Para quem escreve, é inegável o desejo de ser lido. Para quem lê e ama a literatura, imagina-se que não haja problemas. Afinal, está muito mais fácil ter acesso aos livros. Temos bibliotecas, internet, compras online. Se o leitor quiser, pode ir a uma livraria e curtir fisicamente o bom e velho "folhear páginas". Mas também pode continuar em casa e pela internet aproveitar o "folhear virtual" já oferecido.
Mas pense em quem não pode enxergar? Para os deficientes visuais, não basta ter acesso à internet e às compras virtuais. É preciso que os livros adquiridos estejam num formato que lhes dê independência para curtir sua literatura, sem depender de ninguém.
Há muito poucos livros convertidos para o Braille em nosso país. Experimente ir numa dessas lojas virtuais, como a Saraiva, e faça uma busca pela palavra "Braille". Vocês vão se surpreender.
Há um esforço do governo em gerar e levar esses livros aos alunos das escolas públicas e escolas especializadas sem fins lucrativos. Isso é feito pelo Programa Nacional do Livro Didático em Braille. Mas não é suficiente. Primeiro, porque esse esforço ainda está bem longe de atingir a meta desejada.
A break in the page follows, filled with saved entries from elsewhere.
//! InsightMap configuration management

use crate::error::{Error, Result};
use serde::{Deserialize, Serialize};
use std::path::{Path, PathBuf};
use std::time::Duration;

/// Main InsightMap configuration
#[derive(Debug, Clone, Default, Serialize, Deserialize)]
pub struct InsightMapConfig {
    /// HTTP server configuration
    #[serde(default)]
    pub server: ServerConfig,

    /// Node storage configuration
    #[serde(default)]
    pub storage: StorageConfig,

    /// Graph derivation configuration
    #[serde(default)]
    pub graph: GraphConfig,

    /// Generation session configuration
    #[serde(default)]
    pub sessions: SessionsConfig,

    /// Upstream generation provider configuration
    #[serde(default)]
    pub generation: GenerationConfig,
}

impl InsightMapConfig {
    /// Load configuration from a TOML file
    pub fn load(path: &Path) -> Result<Self> {
        let content = std::fs::read_to_string(path)?;
        toml::from_str(&content)
            .map_err(|e| Error::Config(format!("{}: {}", path.display(), e)))
    }

    /// Render configuration as TOML
    pub fn to_toml(&self) -> Result<String> {
        toml::to_string_pretty(self).map_err(|e| Error::Config(e.to_string()))
    }
}

/// HTTP server configuration
#[derive(Debug, Clone, Serialize, Deserialize)]
pub struct ServerConfig {
    /// Host to bind to
    pub host: String,

    /// Port to listen on
    pub port: u16,

    /// Allowed CORS origins (empty = any origin)
    #[serde(default)]
    pub cors_origins: Vec<String>,
}

impl Default for ServerConfig {
    fn default() -> Self {
        Self {
            host: "0.0.0.0".to_string(),
            port: 5001,
            cors_origins: Vec::new(),
        }
    }
}

/// Node storage configuration
#[derive(Debug, Clone, Serialize, Deserialize)]
pub struct StorageConfig {
    /// Directory holding one file per node
    pub nodes_dir: PathBuf,

    /// File extension of node files (without the dot)
    pub extension: String,
}

impl Default for StorageConfig {
    fn default() -> Self {
        Self {
            nodes_dir: PathBuf::from("files"),
            extension: "md".to_string(),
        }
    }
}

/// Graph derivation configuration
#[derive(Debug, Clone, Default, Serialize, Deserialize)]
pub struct GraphConfig {
    /// Which node set link targets are validated against
    #[serde(default)]
    pub edge_validation: EdgeValidation,
}

/// Edge validation policy
#[derive(Debug, Clone, Copy, PartialEq, Eq, Serialize, Deserialize, Default)]
#[serde(rename_all = "snake_case")]
pub enum EdgeValidation {
    /// Validate against every node found by the scan (default)
    #[default]
    Full,

    /// Validate against the nodes read so far, in listing order
    Accumulated,
}

/// Generation session configuration
#[derive(Debug, Clone, Serialize, Deserialize)]
pub struct SessionsConfig {
    /// Seconds an unattached session stays claimable
    pub ttl_secs: u64,

    /// Seconds between sweeps of expired sessions
    pub sweep_interval_secs: u64,
}

impl SessionsConfig {
    pub fn ttl(&self) -> Duration {
        Duration::from_secs(self.ttl_secs)
    }

    pub fn sweep_interval(&self) -> Duration {
        Duration::from_secs(self.sweep_interval_secs.max(1))
    }
}

impl Default for SessionsConfig {
    fn default() -> Self {
        Self {
            ttl_secs: 600,
            sweep_interval_secs: 60,
        }
    }
}

/// Upstream generation provider configuration
#[derive(Debug, Clone, Serialize, Deserialize)]
pub struct GenerationConfig {
    /// OpenAI-compatible API base URL
    pub base_url: String,

    /// Environment variable holding the API key
    pub api_key_env: String,

    /// Model used for every generation kind
    pub model: String,

    /// Output bound for question answering
    pub answer_max_tokens: u32,

    /// Sampling temperature for question answering
    pub answer_temperature: f32,

    /// Request timeout in seconds
    pub timeout_secs: u64,
}

impl GenerationConfig {
    /// Resolve the API key from the configured environment variable.
    ///
    /// Tries the exact name, then its UPPER_CASE form.
    pub fn resolve_api_key(&self) -> Option<String> {
        std::env::var(&self.api_key_env)
            .or_else(|_| std::env::var(self.api_key_env.to_uppercase()))
            .ok()
            .filter(|k| !k.is_empty())
    }
}

impl Default for GenerationConfig {
    fn default() -> Self {
        Self {
            base_url: "https://api.openai.com/v1".to_string(),
            api_key_env: "OPENAI_KEY".to_string(),
            model: "gpt-4-1106-preview".to_string(),
            answer_max_tokens: 4096,
            answer_temperature: 0.0,
            timeout_secs: 300,
        }
    }
}

#[cfg(test)]
mod tests {
    use super::*;

    #[test]
    fn test_default_config() {
        let config = InsightMapConfig::default();
        assert_eq!(config.server.port, 5001);
        assert_eq!(config.storage.extension, "md");
        assert_eq!(config.graph.edge_validation, EdgeValidation::Full);
        assert_eq!(config.sessions.ttl(), Duration::from_secs(600));
        assert_eq!(config.generation.answer_max_tokens, 4096);
    }

    #[test]
    fn test_partial_toml_uses_defaults() {
        let config: InsightMapConfig = toml::from_str(
            r#"
            [graph]
            edge_validation = "accumulated"

            [sessions]
            ttl_secs = 30
            sweep_interval_secs = 0
            "#,
        )
        .unwrap();

        assert_eq!(config.graph.edge_validation, EdgeValidation::Accumulated);
        assert_eq!(config.sessions.ttl_secs, 30);
        // Zero interval is clamped so the sweeper never spins
        assert_eq!(config.sessions.sweep_interval(), Duration::from_secs(1));
        assert_eq!(config.server.port, 5001);
    }

    #[test]
    fn test_toml_round_trip() {
        let config = InsightMapConfig::default();
        let rendered = config.to_toml().unwrap();
        let parsed: InsightMapConfig = toml::from_str(&rendered).unwrap();
        assert_eq!(parsed.generation.model, config.generation.model);
        assert_eq!(parsed.storage.nodes_dir, config.storage.nodes_dir);
    }

    #[test]
    fn test_load_missing_file() {
        let result = InsightMapConfig::load(Path::new("/nonexistent/insightmap.toml"));
        assert!(matches!(result, Err(Error::Io(_))));
    }

    #[test]
    fn test_resolve_api_key_missing() {
        let config = GenerationConfig {
            api_key_env: "INSIGHTMAP_TEST_KEY_THAT_IS_NOT_SET".to_string(),
            ..Default::default()
        };
        assert!(config.resolve_api_key().is_none());
    }
}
Segundo, porque não são só os alunos que necessitam ter acesso a esses livros. Há adultos deficientes que não estão nesses bancos escolares.
Uma pesquisa no site da Fundação Dorina Nowill para cegos permite que tenhamos ideia do catálogo de obras publicadas em Braille. É muito pouco. Por exemplo, ao se pesquisar por Literatura Brasileira - Contos temos apenas 20 obras em Braille e 17 em CD (wav ou mp3).
E diante desse panorama é louvável a iniciativa brasileira em propor que os direitos autorais não sejam cobrados para que se possa editar livros para os deficientes visuais sem custos.
O problema vai mais longe do que isso. Pelas regras atuais, um livro em braille só pode ser comercializado no país onde foi publicado. Por exemplo, na Nicarágua existem apenas 120 livros em Braille, mas a população não pode importar livros da Espanha.
A ideia foi lançada, isso já é um passo. Vamos ver qual será a resposta mundial.
Sobre essa proposta, leia abaixo a matéria completa que saiu na última segunda-feira, no Estadão de São Paulo.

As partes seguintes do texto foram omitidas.